*** Opening EXERCISE DATA ***
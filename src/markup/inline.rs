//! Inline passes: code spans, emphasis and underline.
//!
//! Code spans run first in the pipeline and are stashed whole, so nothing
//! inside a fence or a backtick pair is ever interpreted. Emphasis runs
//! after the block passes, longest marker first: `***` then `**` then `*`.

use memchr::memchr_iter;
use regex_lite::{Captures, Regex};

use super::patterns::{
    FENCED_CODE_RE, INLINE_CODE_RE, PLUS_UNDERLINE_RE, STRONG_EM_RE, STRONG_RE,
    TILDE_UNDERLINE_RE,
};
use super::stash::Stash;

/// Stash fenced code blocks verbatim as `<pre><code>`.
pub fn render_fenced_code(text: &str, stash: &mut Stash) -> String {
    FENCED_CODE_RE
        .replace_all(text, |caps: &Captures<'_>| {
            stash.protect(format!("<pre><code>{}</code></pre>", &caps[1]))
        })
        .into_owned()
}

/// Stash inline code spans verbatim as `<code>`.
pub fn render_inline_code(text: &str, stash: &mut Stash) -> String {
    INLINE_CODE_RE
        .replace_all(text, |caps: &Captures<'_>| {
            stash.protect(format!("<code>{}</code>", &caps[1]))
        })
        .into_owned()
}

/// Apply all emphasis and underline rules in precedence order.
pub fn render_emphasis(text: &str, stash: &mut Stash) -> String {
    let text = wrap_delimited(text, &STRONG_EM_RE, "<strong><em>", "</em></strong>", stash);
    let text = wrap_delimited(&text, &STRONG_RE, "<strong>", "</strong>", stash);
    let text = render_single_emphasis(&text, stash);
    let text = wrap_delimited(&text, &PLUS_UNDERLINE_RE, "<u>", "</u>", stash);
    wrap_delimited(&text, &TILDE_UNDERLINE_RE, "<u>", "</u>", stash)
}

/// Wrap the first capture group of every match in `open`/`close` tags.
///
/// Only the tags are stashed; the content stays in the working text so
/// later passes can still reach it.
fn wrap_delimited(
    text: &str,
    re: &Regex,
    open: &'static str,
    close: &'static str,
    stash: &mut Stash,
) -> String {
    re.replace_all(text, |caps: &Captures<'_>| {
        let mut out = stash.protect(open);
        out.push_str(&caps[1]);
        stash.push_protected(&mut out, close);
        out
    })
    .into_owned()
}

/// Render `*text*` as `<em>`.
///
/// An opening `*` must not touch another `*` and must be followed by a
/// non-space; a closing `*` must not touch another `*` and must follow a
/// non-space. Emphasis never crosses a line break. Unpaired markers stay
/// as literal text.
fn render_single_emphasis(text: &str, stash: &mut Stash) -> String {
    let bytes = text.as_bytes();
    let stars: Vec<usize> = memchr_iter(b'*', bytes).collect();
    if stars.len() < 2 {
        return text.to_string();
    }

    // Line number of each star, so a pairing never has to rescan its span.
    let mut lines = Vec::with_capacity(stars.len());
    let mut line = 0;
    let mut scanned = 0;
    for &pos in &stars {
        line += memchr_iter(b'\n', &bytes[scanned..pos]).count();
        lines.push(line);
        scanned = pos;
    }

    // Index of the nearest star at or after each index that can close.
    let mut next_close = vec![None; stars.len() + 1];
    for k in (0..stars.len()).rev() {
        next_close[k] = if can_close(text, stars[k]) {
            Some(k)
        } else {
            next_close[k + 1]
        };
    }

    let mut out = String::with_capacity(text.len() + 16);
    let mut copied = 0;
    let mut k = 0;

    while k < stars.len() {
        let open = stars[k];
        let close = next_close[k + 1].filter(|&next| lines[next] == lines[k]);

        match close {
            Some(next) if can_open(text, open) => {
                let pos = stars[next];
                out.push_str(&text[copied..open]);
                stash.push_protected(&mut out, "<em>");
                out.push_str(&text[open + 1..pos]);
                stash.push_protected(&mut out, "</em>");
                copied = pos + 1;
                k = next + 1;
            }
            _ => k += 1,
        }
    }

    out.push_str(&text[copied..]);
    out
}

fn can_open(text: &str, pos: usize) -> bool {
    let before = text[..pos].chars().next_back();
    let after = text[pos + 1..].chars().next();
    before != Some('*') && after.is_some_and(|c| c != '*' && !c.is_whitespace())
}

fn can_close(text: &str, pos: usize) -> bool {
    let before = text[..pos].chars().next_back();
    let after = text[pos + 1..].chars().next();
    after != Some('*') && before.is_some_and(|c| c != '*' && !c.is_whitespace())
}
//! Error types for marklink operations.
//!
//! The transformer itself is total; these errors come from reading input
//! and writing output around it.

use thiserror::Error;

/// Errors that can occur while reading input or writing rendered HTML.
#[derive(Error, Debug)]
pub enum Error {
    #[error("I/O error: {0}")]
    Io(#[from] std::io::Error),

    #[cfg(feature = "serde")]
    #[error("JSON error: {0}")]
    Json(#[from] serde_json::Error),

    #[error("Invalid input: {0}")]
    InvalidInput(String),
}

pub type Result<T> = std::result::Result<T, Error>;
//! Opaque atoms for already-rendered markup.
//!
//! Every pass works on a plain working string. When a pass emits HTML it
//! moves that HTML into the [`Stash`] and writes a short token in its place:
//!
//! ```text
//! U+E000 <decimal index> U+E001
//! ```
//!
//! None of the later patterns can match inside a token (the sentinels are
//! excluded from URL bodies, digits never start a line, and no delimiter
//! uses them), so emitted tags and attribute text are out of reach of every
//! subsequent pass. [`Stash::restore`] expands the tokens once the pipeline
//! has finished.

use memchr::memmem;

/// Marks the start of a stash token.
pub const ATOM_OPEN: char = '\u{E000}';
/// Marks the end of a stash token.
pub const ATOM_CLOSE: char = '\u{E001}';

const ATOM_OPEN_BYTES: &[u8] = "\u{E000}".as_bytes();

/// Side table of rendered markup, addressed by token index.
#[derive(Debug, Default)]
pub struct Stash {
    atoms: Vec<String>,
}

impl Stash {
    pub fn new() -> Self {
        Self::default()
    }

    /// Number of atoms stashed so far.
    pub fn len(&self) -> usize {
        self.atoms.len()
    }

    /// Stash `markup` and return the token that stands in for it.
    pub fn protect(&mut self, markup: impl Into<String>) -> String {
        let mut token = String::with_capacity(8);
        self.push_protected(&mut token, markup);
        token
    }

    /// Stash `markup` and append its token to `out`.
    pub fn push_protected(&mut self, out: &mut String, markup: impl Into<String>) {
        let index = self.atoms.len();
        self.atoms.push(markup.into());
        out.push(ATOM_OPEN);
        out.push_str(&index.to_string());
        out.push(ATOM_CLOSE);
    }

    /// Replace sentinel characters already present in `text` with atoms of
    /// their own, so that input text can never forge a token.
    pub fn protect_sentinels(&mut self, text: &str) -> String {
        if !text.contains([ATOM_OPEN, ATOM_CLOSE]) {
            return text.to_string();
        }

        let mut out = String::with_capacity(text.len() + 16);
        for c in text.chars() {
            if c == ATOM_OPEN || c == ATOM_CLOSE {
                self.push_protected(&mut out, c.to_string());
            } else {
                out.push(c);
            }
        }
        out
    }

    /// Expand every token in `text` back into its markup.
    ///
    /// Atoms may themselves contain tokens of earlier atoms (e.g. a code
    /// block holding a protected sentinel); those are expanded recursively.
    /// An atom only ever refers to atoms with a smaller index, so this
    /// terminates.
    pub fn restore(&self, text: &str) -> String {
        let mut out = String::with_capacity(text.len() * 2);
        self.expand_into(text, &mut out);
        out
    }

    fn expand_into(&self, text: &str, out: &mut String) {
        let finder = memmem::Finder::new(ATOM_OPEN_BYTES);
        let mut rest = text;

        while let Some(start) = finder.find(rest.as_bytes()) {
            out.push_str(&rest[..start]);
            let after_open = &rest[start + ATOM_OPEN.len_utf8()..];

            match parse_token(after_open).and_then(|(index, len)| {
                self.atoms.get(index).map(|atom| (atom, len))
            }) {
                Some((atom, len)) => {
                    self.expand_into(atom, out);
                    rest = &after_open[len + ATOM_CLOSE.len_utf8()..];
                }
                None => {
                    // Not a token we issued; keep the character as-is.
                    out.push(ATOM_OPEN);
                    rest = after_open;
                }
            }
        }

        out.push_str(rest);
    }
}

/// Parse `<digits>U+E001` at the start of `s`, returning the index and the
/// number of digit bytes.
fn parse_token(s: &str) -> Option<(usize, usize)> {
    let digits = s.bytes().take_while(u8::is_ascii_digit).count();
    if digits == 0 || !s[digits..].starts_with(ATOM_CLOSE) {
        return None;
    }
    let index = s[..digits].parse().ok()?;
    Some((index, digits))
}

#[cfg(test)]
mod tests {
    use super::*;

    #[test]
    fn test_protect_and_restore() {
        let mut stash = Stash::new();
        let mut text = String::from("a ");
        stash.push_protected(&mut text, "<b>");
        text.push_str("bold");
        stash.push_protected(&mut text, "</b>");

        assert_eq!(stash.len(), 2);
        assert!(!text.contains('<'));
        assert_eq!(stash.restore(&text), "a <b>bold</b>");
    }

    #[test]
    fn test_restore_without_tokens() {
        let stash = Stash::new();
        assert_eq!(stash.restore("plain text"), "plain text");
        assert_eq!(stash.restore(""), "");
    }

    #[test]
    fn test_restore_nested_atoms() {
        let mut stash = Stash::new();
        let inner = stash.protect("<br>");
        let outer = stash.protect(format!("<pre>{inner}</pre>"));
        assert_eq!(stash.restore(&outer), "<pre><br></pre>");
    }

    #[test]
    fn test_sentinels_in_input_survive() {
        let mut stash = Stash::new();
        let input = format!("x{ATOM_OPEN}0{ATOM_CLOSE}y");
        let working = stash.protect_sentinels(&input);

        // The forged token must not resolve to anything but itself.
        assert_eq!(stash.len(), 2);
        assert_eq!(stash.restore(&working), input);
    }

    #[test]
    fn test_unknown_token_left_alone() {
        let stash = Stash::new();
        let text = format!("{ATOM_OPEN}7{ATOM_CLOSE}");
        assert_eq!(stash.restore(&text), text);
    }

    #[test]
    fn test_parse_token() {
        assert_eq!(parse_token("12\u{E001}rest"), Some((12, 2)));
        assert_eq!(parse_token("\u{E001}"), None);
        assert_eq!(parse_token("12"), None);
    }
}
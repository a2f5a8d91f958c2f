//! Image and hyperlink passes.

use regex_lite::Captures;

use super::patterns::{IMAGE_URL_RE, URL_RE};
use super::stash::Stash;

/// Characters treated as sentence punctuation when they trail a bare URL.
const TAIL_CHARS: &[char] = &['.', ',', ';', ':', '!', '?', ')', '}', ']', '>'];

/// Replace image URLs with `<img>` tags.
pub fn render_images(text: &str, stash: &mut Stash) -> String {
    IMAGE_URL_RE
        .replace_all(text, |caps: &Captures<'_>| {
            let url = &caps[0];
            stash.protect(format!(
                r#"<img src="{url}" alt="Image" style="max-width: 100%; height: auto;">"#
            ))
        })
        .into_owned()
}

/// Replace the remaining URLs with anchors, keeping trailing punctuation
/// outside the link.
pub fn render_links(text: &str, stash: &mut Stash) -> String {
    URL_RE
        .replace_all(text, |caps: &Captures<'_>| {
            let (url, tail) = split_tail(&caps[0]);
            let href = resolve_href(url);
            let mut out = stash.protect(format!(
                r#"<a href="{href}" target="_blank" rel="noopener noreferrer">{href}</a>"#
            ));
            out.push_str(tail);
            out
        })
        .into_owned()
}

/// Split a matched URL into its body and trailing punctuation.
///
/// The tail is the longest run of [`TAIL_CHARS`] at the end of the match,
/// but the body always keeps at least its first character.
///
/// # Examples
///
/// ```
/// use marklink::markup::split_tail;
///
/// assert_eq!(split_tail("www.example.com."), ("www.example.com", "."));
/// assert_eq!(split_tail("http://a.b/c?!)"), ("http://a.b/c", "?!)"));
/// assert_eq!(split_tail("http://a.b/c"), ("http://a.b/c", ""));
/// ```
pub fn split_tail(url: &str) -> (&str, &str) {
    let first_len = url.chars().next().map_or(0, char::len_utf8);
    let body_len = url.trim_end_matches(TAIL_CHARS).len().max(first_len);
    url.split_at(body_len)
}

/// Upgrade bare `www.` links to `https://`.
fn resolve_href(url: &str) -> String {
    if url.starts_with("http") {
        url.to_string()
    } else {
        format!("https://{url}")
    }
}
*** Closing EXERCISE DATA ***
▶ **TASK BRIEF**
Report all lines of the material that contain the word "Some".

▶ **RESPONSE BOX**
            Some(k)
            Some(next) if can_open(text, open) => {
    before != Some('*') && after.is_some_and(|c| c != '*' && !c.is_whitespace())
    after != Some('*') && before.is_some_and(|c| c != '*' && !c.is_whitespace())
        while let Some(start) = finder.find(rest.as_bytes()) {
                Some((atom, len)) => {
    Some((index, digits))
        assert_eq!(parse_token("12\u{E001}rest"), Some((12, 2)));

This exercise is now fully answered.